- WHAT IS BEING ASKED:
Would you write out all the records again, exactly?

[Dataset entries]
• • • •

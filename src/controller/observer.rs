//! Structured lifecycle events and the sink they are written to.

use crate::checkpoint::RestoreOutcome;
use crate::controller::machine::Phase;
use crate::controller::work_unit::SuspendToken;
use crate::core::State;
use std::path::PathBuf;
use tracing::{info, warn};

/// Something observable that a controller did.
#[derive(Clone, Debug, PartialEq)]
pub enum LifecycleEvent {
    RestoreStarted {
        path: PathBuf,
    },
    Restored {
        path: PathBuf,
        outcome: RestoreOutcome,
    },
    Began {
        name: String,
        cycle: u64,
    },
    SuspendRequested {
        token: SuspendToken,
        cycle: u64,
    },
    CheckpointCreated {
        path: PathBuf,
        cycle: u64,
        suppressed: usize,
    },
    Cleared {
        path: PathBuf,
    },
    Transitioned {
        from: Phase,
        to: Phase,
        cycle: u64,
    },
    EventIgnored {
        phase: Phase,
        reason: String,
    },
}

/// Sink for lifecycle events, injected into each controller.
pub trait Observer: Send + Sync {
    fn observe(&self, event: &LifecycleEvent);
}

/// Default observer: renders every event through `tracing`.
#[derive(Clone, Copy, Debug, Default)]
pub struct TracingObserver;

impl Observer for TracingObserver {
    fn observe(&self, event: &LifecycleEvent) {
        match event {
            LifecycleEvent::RestoreStarted { path } => {
                info!(path = %path.display(), "Restoring checkpoint");
            }
            LifecycleEvent::Restored { path, outcome } => {
                info!(path = %path.display(), ?outcome, "Checkpoint successfully restored");
            }
            LifecycleEvent::Began { name, cycle } => {
                info!(%name, cycle, "Work unit started");
            }
            LifecycleEvent::SuspendRequested { token, cycle } => {
                info!(%token, cycle, "Suspending work unit for checkpoint");
            }
            LifecycleEvent::CheckpointCreated { path, cycle, .. } => {
                info!(path = %path.display(), cycle, "Checkpoint successfully created");
            }
            LifecycleEvent::Cleared { path } => {
                info!(path = %path.display(), "Successfully cleared checkpoint");
            }
            LifecycleEvent::Transitioned { from, to, cycle } => {
                tracing::debug!(from = from.name(), to = to.name(), cycle, "Phase changed");
            }
            LifecycleEvent::EventIgnored { phase, reason } => {
                warn!(phase = phase.name(), %reason, "Ignoring lifecycle event");
            }
        }
    }
}
//! Controller configuration and its validation.
//!
//! Validation accumulates every problem instead of stopping at the first, so
//! a broken config file is reported in one pass.

use crate::checkpoint::has_slot_name;
use serde::{Deserialize, Serialize};
use serde_json::{Map, Value};
use std::path::PathBuf;
use std::time::Duration;
use stillwater::Validation;
use thiserror::Error;

/// Setting consulted for the directory when `path` is not given.
pub const JOB_DIR_SETTING: &str = "JOBDIR";

/// Shortest interval that does not trigger a warning. A checkpoint copies
/// the whole directory, so intervals are expected in the hundreds of seconds.
pub const RECOMMENDED_MIN_INTERVAL: Duration = Duration::from_secs(100);

/// Problems found in a [`ControllerConfig`].
#[derive(Debug, Clone, PartialEq, Error)]
pub enum ConfigError {
    #[error("Work unit name not set")]
    MissingName,

    #[error("Checkpoint path not set (set `path` or the JOBDIR setting)")]
    MissingPath,

    #[error("Checkpoint path '{}' exists but is not a directory", .0.display())]
    PathNotDirectory(PathBuf),

    #[error("Checkpoint path '{}' must end in a directory name", .0.display())]
    PathNotNamed(PathBuf),

    #[error("Checkpoint interval not set")]
    MissingInterval,

    #[error("Checkpoint interval must be greater than 0")]
    ZeroInterval,

    #[error("Invalid configuration file: {0}")]
    Parse(String),
}

/// Settings for one controlled work unit, as written by the user.
///
/// ```toml
/// name = "quotes"
/// path = "jobs/quotes"
/// interval_secs = 600
///
/// [settings]
/// LOG_FILE = "logs.txt"
/// ```
#[derive(Clone, Debug, Default, Serialize, Deserialize)]
pub struct ControllerConfig {
    /// Identifier handed to the work unit on every begin
    #[serde(default)]
    pub name: Option<String>,

    /// Directory to checkpoint
    #[serde(default)]
    pub path: Option<PathBuf>,

    /// Seconds between checkpoints
    #[serde(default)]
    pub interval_secs: Option<u64>,

    /// Work-unit specific settings, opaque to the controller
    #[serde(default)]
    pub settings: Map<String, Value>,
}

/// A config that passed validation.
#[derive(Clone, Debug)]
pub struct ValidatedConfig {
    pub name: String,
    pub path: PathBuf,
    pub interval: Duration,
    pub settings: Map<String, Value>,
}

impl ControllerConfig {
    pub fn new(name: impl Into<String>, path: impl Into<PathBuf>, interval: Duration) -> Self {
        Self {
            name: Some(name.into()),
            path: Some(path.into()),
            interval_secs: Some(interval.as_secs()),
            settings: Map::new(),
        }
    }

    pub fn from_toml_str(source: &str) -> Result<Self, ConfigError> {
        toml::from_str(source).map_err(|e| ConfigError::Parse(e.to_string()))
    }

    /// Add or override a work-unit setting.
    pub fn with_setting(mut self, key: impl Into<String>, value: impl Into<Value>) -> Self {
        self.settings.insert(key.into(), value.into());
        self
    }

    /// Directory to checkpoint: `path`, else the `JOBDIR` setting.
    pub fn job_dir(&self) -> Option<PathBuf> {
        self.path.clone().or_else(|| {
            self.settings
                .get(JOB_DIR_SETTING)
                .and_then(Value::as_str)
                .map(PathBuf::from)
        })
    }

    /// Check every field, collecting all errors.
    pub fn validate(&self) -> Validation<ValidatedConfig, Vec<ConfigError>> {
        let mut errors = Vec::new();

        let name = self.name.clone().filter(|n| !n.trim().is_empty());
        if name.is_none() {
            errors.push(ConfigError::MissingName);
        }

        let path = self.job_dir().filter(|p| !p.as_os_str().is_empty());
        match &path {
            None => errors.push(ConfigError::MissingPath),
            Some(p) if !has_slot_name(p) => errors.push(ConfigError::PathNotNamed(p.clone())),
            Some(p) if p.exists() && !p.is_dir() => {
                errors.push(ConfigError::PathNotDirectory(p.clone()));
            }
            Some(_) => {}
        }

        match self.interval_secs {
            None => errors.push(ConfigError::MissingInterval),
            Some(0) => errors.push(ConfigError::ZeroInterval),
            Some(_) => {}
        }

        match (name, path, self.interval_secs) {
            (Some(name), Some(path), Some(secs)) if errors.is_empty() => {
                Validation::Success(ValidatedConfig {
                    name,
                    path,
                    interval: Duration::from_secs(secs),
                    settings: self.settings.clone(),
                })
            }
            _ => Validation::Failure(errors),
        }
    }
}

• • • •

- EXERCISE RESPONSE:
filename src/controller/observer.rs
//! Structured lifecycle events and the sink they are written to.

use crate::checkpoint::RestoreOutcome;
use crate::controller::machine::Phase;
use crate::controller::work_unit::SuspendToken;
use crate::core::State;
use std::path::PathBuf;
use tracing::{info, warn};

/// Something observable that a controller did.
#[derive(Clone, Debug, PartialEq)]
pub enum LifecycleEvent {
    RestoreStarted {
        path: PathBuf,
    },
    Restored {
        path: PathBuf,
        outcome: RestoreOutcome,
    },
    Began {
        name: String,
        cycle: u64,
    },
    SuspendRequested {
        token: SuspendToken,
        cycle: u64,
    },
    CheckpointCreated {
        path: PathBuf,
        cycle: u64,
        suppressed: usize,
    },
    Cleared {
        path: PathBuf,
    },
    Transitioned {
        from: Phase,
        to: Phase,
        cycle: u64,
    },
    EventIgnored {
        phase: Phase,
        reason: String,
    },
}

/// Sink for lifecycle events, injected into each controller.
pub trait Observer: Send + Sync {
    fn observe(&self, event: &LifecycleEvent);
}

/// Default observer: renders every event through `tracing`.
#[derive(Clone, Copy, Debug, Default)]
pub struct TracingObserver;

impl Observer for TracingObserver {
    fn observe(&self, event: &LifecycleEvent) {
        match event {
            LifecycleEvent::RestoreStarted { path } => {
                info!(path = %path.display(), "Restoring checkpoint");
            }
            LifecycleEvent::Restored { path, outcome } => {
                info!(path = %path.display(), ?outcome, "Checkpoint successfully restored");
            }
            LifecycleEvent::Began { name, cycle } => {
                info!(%name, cycle, "Work unit started");
            }
            LifecycleEvent::SuspendRequested { token, cycle } => {
                info!(%token, cycle, "Suspending work unit for checkpoint");
            }
            LifecycleEvent::CheckpointCreated { path, cycle, .. } => {
                info!(path = %path.display(), cycle, "Checkpoint successfully created");
            }
            LifecycleEvent::Cleared { path } => {
                info!(path = %path.display(), "Successfully cleared checkpoint");
            }
            LifecycleEvent::Transitioned { from, to, cycle } => {
                tracing::debug!(from = from.name(), to = to.name(), cycle, "Phase changed");
            }
            LifecycleEvent::EventIgnored { phase, reason } => {
                warn!(phase = phase.name(), %reason, "Ignoring lifecycle event");
            }
        }
    }
}
//! Controller configuration and its validation.
//!
//! Validation accumulates every problem instead of stopping at the first, so
//! a broken config file is reported in one pass.

use crate::checkpoint::has_slot_name;
use serde::{Deserialize, Serialize};
use serde_json::{Map, Value};
use std::path::PathBuf;
use std::time::Duration;
use stillwater::Validation;
use thiserror::Error;

/// Setting consulted for the directory when `path` is not given.
pub const JOB_DIR_SETTING: &str = "JOBDIR";

/// Shortest interval that does not trigger a warning. A checkpoint copies
/// the whole directory, so intervals are expected in the hundreds of seconds.
pub const RECOMMENDED_MIN_INTERVAL: Duration = Duration::from_secs(100);

/// Problems found in a [`ControllerConfig`].
#[derive(Debug, Clone, PartialEq, Error)]
pub enum ConfigError {
    #[error("Work unit name not set")]
    MissingName,

    #[error("Checkpoint path not set (set `path` or the JOBDIR setting)")]
    MissingPath,

    #[error("Checkpoint path '{}' exists but is not a directory", .0.display())]
    PathNotDirectory(PathBuf),

    #[error("Checkpoint path '{}' must end in a directory name", .0.display())]
    PathNotNamed(PathBuf),

    #[error("Checkpoint interval not set")]
    MissingInterval,

    #[error("Checkpoint interval must be greater than 0")]
    ZeroInterval,

    #[error("Invalid configuration file: {0}")]
    Parse(String),
}

/// Settings for one controlled work unit, as written by the user.
///
/// ```toml
/// name = "quotes"
/// path = "jobs/quotes"
/// interval_secs = 600
///
/// [settings]
/// LOG_FILE = "logs.txt"
/// ```
#[derive(Clone, Debug, Default, Serialize, Deserialize)]
pub struct ControllerConfig {
    /// Identifier handed to the work unit on every begin
    #[serde(default)]
    pub name: Option<String>,

    /// Directory to checkpoint
    #[serde(default)]
    pub path: Option<PathBuf>,

    /// Seconds between checkpoints
    #[serde(default)]
    pub interval_secs: Option<u64>,

    /// Work-unit specific settings, opaque to the controller
    #[serde(default)]
    pub settings: Map<String, Value>,
}

/// A config that passed validation.
#[derive(Clone, Debug)]
pub struct ValidatedConfig {
    pub name: String,
    pub path: PathBuf,
    pub interval: Duration,
    pub settings: Map<String, Value>,
}

impl ControllerConfig {
    pub fn new(name: impl Into<String>, path: impl Into<PathBuf>, interval: Duration) -> Self {
        Self {
            name: Some(name.into()),
            path: Some(path.into()),
            interval_secs: Some(interval.as_secs()),
            settings: Map::new(),
        }
    }

    pub fn from_toml_str(source: &str) -> Result<Self, ConfigError> {
        toml::from_str(source).map_err(|e| ConfigError::Parse(e.to_string()))
    }

    /// Add or override a work-unit setting.
    pub fn with_setting(mut self, key: impl Into<String>, value: impl Into<Value>) -> Self {
        self.settings.insert(key.into(), value.into());
        self
    }

    /// Directory to checkpoint: `path`, else the `JOBDIR` setting.
    pub fn job_dir(&self) -> Option<PathBuf> {
        self.path.clone().or_else(|| {
            self.settings
                .get(JOB_DIR_SETTING)
                .and_then(Value::as_str)
                .map(PathBuf::from)
        })
    }

    /// Check every field, collecting all errors.
    pub fn validate(&self) -> Validation<ValidatedConfig, Vec<ConfigError>> {
        let mut errors = Vec::new();

        let name = self.name.clone().filter(|n| !n.trim().is_empty());
        if name.is_none() {
            errors.push(ConfigError::MissingName);
        }

        let path = self.job_dir().filter(|p| !p.as_os_str().is_empty());
        match &path {
            None => errors.push(ConfigError::MissingPath),
            Some(p) if !has_slot_name(p) => errors.push(ConfigError::PathNotNamed(p.clone())),
            Some(p) if p.exists() && !p.is_dir() => {
                errors.push(ConfigError::PathNotDirectory(p.clone()));
            }
            Some(_) => {}
        }

        match self.interval_secs {
            None => errors.push(ConfigError::MissingInterval),
            Some(0) => errors.push(ConfigError::ZeroInterval),
            Some(_) => {}
        }

        match (name, path, self.interval_secs) {
            (Some(name), Some(path), Some(secs)) if errors.is_empty() => {
                Validation::Success(ValidatedConfig {
                    name,
                    path,
                    interval: Duration::from_secs(secs),
                    settings: self.settings.clone(),
                })
            }
            _ => Validation::Failure(errors),
        }
    }
}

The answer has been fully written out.